SOURCE MATERIAL Start Marker

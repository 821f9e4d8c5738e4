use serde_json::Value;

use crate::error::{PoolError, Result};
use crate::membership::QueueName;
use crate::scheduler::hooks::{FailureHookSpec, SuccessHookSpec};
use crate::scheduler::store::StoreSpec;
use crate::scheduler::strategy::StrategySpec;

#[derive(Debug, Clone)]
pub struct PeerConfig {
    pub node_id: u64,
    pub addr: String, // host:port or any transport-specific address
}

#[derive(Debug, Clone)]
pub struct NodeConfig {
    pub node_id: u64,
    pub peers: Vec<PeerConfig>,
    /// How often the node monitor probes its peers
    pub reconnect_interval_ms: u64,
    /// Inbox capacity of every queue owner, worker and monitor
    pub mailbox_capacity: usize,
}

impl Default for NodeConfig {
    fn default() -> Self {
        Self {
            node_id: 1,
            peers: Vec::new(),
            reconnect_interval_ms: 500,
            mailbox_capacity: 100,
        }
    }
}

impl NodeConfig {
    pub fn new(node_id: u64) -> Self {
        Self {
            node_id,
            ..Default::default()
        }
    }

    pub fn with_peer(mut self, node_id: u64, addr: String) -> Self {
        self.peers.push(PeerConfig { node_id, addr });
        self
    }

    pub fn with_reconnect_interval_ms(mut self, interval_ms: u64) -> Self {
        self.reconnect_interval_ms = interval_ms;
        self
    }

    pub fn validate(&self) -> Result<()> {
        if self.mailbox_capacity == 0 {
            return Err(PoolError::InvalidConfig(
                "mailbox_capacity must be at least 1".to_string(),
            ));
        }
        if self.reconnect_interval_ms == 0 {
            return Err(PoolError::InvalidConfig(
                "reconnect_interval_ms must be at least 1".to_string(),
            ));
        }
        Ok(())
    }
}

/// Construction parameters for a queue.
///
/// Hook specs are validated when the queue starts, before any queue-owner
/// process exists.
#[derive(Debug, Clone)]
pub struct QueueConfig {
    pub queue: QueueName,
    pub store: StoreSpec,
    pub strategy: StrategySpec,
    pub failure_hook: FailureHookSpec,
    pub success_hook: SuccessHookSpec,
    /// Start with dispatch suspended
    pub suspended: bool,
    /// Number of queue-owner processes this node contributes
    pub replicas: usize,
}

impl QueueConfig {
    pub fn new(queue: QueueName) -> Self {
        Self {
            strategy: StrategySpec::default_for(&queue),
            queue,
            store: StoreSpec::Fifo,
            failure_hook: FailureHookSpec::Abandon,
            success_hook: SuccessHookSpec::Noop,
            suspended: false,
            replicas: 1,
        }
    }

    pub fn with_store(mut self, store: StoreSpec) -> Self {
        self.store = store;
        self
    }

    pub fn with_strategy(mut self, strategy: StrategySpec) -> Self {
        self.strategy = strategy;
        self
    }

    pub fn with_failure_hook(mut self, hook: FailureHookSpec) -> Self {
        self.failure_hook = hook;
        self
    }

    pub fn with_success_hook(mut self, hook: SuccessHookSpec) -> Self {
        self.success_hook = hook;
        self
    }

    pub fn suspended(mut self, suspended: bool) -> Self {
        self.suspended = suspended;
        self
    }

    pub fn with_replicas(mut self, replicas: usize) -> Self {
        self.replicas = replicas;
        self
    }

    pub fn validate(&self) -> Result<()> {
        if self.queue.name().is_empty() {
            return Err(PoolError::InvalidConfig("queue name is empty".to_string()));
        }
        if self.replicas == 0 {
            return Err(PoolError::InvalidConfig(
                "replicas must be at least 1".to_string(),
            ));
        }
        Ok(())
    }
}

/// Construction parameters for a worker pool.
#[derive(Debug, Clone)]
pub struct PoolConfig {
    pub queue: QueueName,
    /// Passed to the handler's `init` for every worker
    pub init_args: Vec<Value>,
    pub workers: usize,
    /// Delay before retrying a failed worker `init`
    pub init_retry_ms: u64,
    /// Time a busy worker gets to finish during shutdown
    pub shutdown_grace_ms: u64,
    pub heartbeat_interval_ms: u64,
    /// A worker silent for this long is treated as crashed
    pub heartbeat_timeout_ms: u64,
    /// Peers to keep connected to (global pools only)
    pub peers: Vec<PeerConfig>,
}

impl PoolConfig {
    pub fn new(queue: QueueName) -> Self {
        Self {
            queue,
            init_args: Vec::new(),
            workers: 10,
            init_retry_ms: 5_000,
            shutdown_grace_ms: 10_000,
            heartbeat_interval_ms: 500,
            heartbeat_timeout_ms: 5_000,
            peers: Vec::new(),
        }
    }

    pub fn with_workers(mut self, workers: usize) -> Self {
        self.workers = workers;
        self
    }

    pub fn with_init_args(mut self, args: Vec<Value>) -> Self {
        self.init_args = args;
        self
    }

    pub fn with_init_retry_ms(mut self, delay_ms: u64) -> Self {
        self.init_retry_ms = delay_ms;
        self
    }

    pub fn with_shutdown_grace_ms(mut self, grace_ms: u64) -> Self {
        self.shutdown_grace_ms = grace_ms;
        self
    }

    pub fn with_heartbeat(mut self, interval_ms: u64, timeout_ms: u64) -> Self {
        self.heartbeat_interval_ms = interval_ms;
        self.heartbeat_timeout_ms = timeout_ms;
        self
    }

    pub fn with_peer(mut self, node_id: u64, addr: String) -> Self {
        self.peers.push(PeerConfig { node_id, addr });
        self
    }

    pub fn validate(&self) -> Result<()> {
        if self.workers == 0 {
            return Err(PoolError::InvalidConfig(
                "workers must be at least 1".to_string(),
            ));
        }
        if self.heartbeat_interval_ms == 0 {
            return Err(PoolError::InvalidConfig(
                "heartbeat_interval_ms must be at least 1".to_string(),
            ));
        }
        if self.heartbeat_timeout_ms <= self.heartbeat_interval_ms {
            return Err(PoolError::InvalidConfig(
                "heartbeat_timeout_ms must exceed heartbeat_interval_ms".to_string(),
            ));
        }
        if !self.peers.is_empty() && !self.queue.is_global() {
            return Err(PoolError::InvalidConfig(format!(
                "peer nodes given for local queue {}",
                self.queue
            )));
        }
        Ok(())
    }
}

SOURCE MATERIAL End Marker

**PROMPT**
Without changing anything, repeat the whole listing.

**RESULT OF THIS EXERCISE**
repository 821f9e4d8c5738e4
use serde_json::Value;

use crate::error::{PoolError, Result};
use crate::membership::QueueName;
use crate::scheduler::hooks::{FailureHookSpec, SuccessHookSpec};
use crate::scheduler::store::StoreSpec;
use crate::scheduler::strategy::StrategySpec;

#[derive(Debug, Clone)]
pub struct PeerConfig {
    pub node_id: u64,
    pub addr: String, // host:port or any transport-specific address
}

#[derive(Debug, Clone)]
pub struct NodeConfig {
    pub node_id: u64,
    pub peers: Vec<PeerConfig>,
    /// How often the node monitor probes its peers
    pub reconnect_interval_ms: u64,
    /// Inbox capacity of every queue owner, worker and monitor
    pub mailbox_capacity: usize,
}

impl Default for NodeConfig {
    fn default() -> Self {
        Self {
            node_id: 1,
            peers: Vec::new(),
            reconnect_interval_ms: 500,
            mailbox_capacity: 100,
        }
    }
}

impl NodeConfig {
    pub fn new(node_id: u64) -> Self {
        Self {
            node_id,
            ..Default::default()
        }
    }

    pub fn with_peer(mut self, node_id: u64, addr: String) -> Self {
        self.peers.push(PeerConfig { node_id, addr });
        self
    }

    pub fn with_reconnect_interval_ms(mut self, interval_ms: u64) -> Self {
        self.reconnect_interval_ms = interval_ms;
        self
    }

    pub fn validate(&self) -> Result<()> {
        if self.mailbox_capacity == 0 {
            return Err(PoolError::InvalidConfig(
                "mailbox_capacity must be at least 1".to_string(),
            ));
        }
        if self.reconnect_interval_ms == 0 {
            return Err(PoolError::InvalidConfig(
                "reconnect_interval_ms must be at least 1".to_string(),
            ));
        }
        Ok(())
    }
}

/// Construction parameters for a queue.
///
/// Hook specs are validated when the queue starts, before any queue-owner
/// process exists.
#[derive(Debug, Clone)]
pub struct QueueConfig {
    pub queue: QueueName,
    pub store: StoreSpec,
    pub strategy: StrategySpec,
    pub failure_hook: FailureHookSpec,
    pub success_hook: SuccessHookSpec,
    /// Start with dispatch suspended
    pub suspended: bool,
    /// Number of queue-owner processes this node contributes
    pub replicas: usize,
}

impl QueueConfig {
    pub fn new(queue: QueueName) -> Self {
        Self {
            strategy: StrategySpec::default_for(&queue),
            queue,
            store: StoreSpec::Fifo,
            failure_hook: FailureHookSpec::Abandon,
            success_hook: SuccessHookSpec::Noop,
            suspended: false,
            replicas: 1,
        }
    }

    pub fn with_store(mut self, store: StoreSpec) -> Self {
        self.store = store;
        self
    }

    pub fn with_strategy(mut self, strategy: StrategySpec) -> Self {
        self.strategy = strategy;
        self
    }

    pub fn with_failure_hook(mut self, hook: FailureHookSpec) -> Self {
        self.failure_hook = hook;
        self
    }

    pub fn with_success_hook(mut self, hook: SuccessHookSpec) -> Self {
        self.success_hook = hook;
        self
    }

    pub fn suspended(mut self, suspended: bool) -> Self {
        self.suspended = suspended;
        self
    }

    pub fn with_replicas(mut self, replicas: usize) -> Self {
        self.replicas = replicas;
        self
    }

    pub fn validate(&self) -> Result<()> {
        if self.queue.name().is_empty() {
            return Err(PoolError::InvalidConfig("queue name is empty".to_string()));
        }
        if self.replicas == 0 {
            return Err(PoolError::InvalidConfig(
                "replicas must be at least 1".to_string(),
            ));
        }
        Ok(())
    }
}

/// Construction parameters for a worker pool.
#[derive(Debug, Clone)]
pub struct PoolConfig {
    pub queue: QueueName,
    /// Passed to the handler's `init` for every worker
    pub init_args: Vec<Value>,
    pub workers: usize,
    /// Delay before retrying a failed worker `init`
    pub init_retry_ms: u64,
    /// Time a busy worker gets to finish during shutdown
    pub shutdown_grace_ms: u64,
    pub heartbeat_interval_ms: u64,
    /// A worker silent for this long is treated as crashed
    pub heartbeat_timeout_ms: u64,
    /// Peers to keep connected to (global pools only)
    pub peers: Vec<PeerConfig>,
}

impl PoolConfig {
    pub fn new(queue: QueueName) -> Self {
        Self {
            queue,
            init_args: Vec::new(),
            workers: 10,
            init_retry_ms: 5_000,
            shutdown_grace_ms: 10_000,
            heartbeat_interval_ms: 500,
            heartbeat_timeout_ms: 5_000,
            peers: Vec::new(),
        }
    }

    pub fn with_workers(mut self, workers: usize) -> Self {
        self.workers = workers;
        self
    }

    pub fn with_init_args(mut self, args: Vec<Value>) -> Self {
        self.init_args = args;
        self
    }

    pub fn with_init_retry_ms(mut self, delay_ms: u64) -> Self {
        self.init_retry_ms = delay_ms;
        self
    }

    pub fn with_shutdown_grace_ms(mut self, grace_ms: u64) -> Self {
        self.shutdown_grace_ms = grace_ms;
        self
    }

    pub fn with_heartbeat(mut self, interval_ms: u64, timeout_ms: u64) -> Self {
        self.heartbeat_interval_ms = interval_ms;
        self.heartbeat_timeout_ms = timeout_ms;
        self
    }

    pub fn with_peer(mut self, node_id: u64, addr: String) -> Self {
        self.peers.push(PeerConfig { node_id, addr });
        self
    }

    pub fn validate(&self) -> Result<()> {
        if self.workers == 0 {
            return Err(PoolError::InvalidConfig(
                "workers must be at least 1".to_string(),
            ));
        }
        if self.heartbeat_interval_ms == 0 {
            return Err(PoolError::InvalidConfig(
                "heartbeat_interval_ms must be at least 1".to_string(),
            ));
        }
        if self.heartbeat_timeout_ms <= self.heartbeat_interval_ms {
            return Err(PoolError::InvalidConfig(
                "heartbeat_timeout_ms must exceed heartbeat_interval_ms".to_string(),
            ));
        }
        if !self.peers.is_empty() && !self.queue.is_global() {
            return Err(PoolError::InvalidConfig(format!(
                "peer nodes given for local queue {}",
                self.queue
            )));
        }
        Ok(())
    }
}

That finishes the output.